▶ _Source data_
*****
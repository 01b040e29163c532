// This Source Code Form is subject to the terms of the Mozilla Public
// License, v. 2.0. If a copy of the MPL was not distributed with this
// file, You can obtain one at https://mozilla.org/MPL/2.0/.

//! Object selection
//!
//! Raw model graphs mix geometry bookkeeping with the DataObjects that carry
//! BIM metadata. When any DataObject is present only DataObjects are kept;
//! otherwise everything except raw encodings and data chunks is kept.

use log::debug;
use speckle_lite_model::fields::{
    DATA_CHUNK_TYPE, DATA_OBJECT_MARKER, FILTER_STRIPPED_FIELDS, RAW_ENCODING_TYPE,
};
use speckle_lite_model::SpeckleObject;

/// Selection rule chosen for a batch of objects
#[derive(Clone, Copy, Debug, PartialEq, Eq, Hash)]
pub enum FilterMode {
    /// At least one DataObject is present; keep DataObjects only
    DataObject,
    /// No DataObjects; keep everything that is not technical
    Fallback,
}

/// Field cleanup and type-based selection
#[derive(Clone, Debug)]
pub struct ObjectFilter {
    /// Top-level fields removed from every object
    pub stripped_fields: Vec<String>,
}

impl ObjectFilter {
    /// Create a filter with the default stripped fields
    pub fn new() -> Self {
        Self {
            stripped_fields: FILTER_STRIPPED_FIELDS
                .iter()
                .map(|f| f.to_string())
                .collect(),
        }
    }

    /// Replace the stripped field list
    pub fn with_stripped_fields<I, S>(mut self, fields: I) -> Self
    where
        I: IntoIterator<Item = S>,
        S: Into<String>,
    {
        self.stripped_fields = fields.into_iter().map(Into::into).collect();
        self
    }

    /// Shallow copy of an object without the stripped fields
    pub fn clean(&self, object: &SpeckleObject) -> SpeckleObject {
        object.without_fields(self.stripped_fields.as_slice())
    }

    /// Decide the selection rule for a batch
    pub fn mode(&self, objects: &[SpeckleObject]) -> FilterMode {
        detect_mode(objects.iter())
    }

    /// Clean and select objects, preserving input order
    pub fn filter(&self, objects: &[SpeckleObject]) -> Vec<SpeckleObject> {
        let cleaned: Vec<SpeckleObject> = objects.iter().map(|o| self.clean(o)).collect();
        let mode = detect_mode(cleaned.iter());

        let selected: Vec<SpeckleObject> = cleaned
            .into_iter()
            .filter(|o| is_selected(o, mode))
            .collect();

        debug!(
            "Object filter ({:?} mode) kept {} of {} objects",
            mode,
            selected.len(),
            objects.len()
        );
        selected
    }
}

impl Default for ObjectFilter {
    fn default() -> Self {
        Self::new()
    }
}

/// Objects with no informational value: data chunks and raw encodings
pub fn is_technical(object: &SpeckleObject) -> bool {
    let speckle_type = object.speckle_type();
    speckle_type == DATA_CHUNK_TYPE || speckle_type.contains(RAW_ENCODING_TYPE)
}

/// Objects carrying user-meaningful BIM metadata
pub fn is_data_object(object: &SpeckleObject) -> bool {
    object.speckle_type().contains(DATA_OBJECT_MARKER)
}

fn detect_mode<'a>(mut objects: impl Iterator<Item = &'a SpeckleObject>) -> FilterMode {
    if objects.any(|o| !is_technical(o) && is_data_object(o)) {
        FilterMode::DataObject
    } else {
        FilterMode::Fallback
    }
}

fn is_selected(object: &SpeckleObject, mode: FilterMode) -> bool {
    if is_technical(object) {
        return false;
    }
    match mode {
        FilterMode::DataObject => is_data_object(object),
        FilterMode::Fallback => true,
    }
}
*****
▶ _Your assignment_
All that is needed is the exact run of lines above from the line containing "preserving input order" through the line containing "fn default() ->", both of them included.

▶ _Answer for this exercise_
    /// Clean and select objects, preserving input order
    pub fn filter(&self, objects: &[SpeckleObject]) -> Vec<SpeckleObject> {
        let cleaned: Vec<SpeckleObject> = objects.iter().map(|o| self.clean(o)).collect();
        let mode = detect_mode(cleaned.iter());

        let selected: Vec<SpeckleObject> = cleaned
            .into_iter()
            .filter(|o| is_selected(o, mode))
            .collect();

        debug!(
            "Object filter ({:?} mode) kept {} of {} objects",
            mode,
            selected.len(),
            objects.len()
        );
        selected
    }
}

impl Default for ObjectFilter {
    fn default() -> Self {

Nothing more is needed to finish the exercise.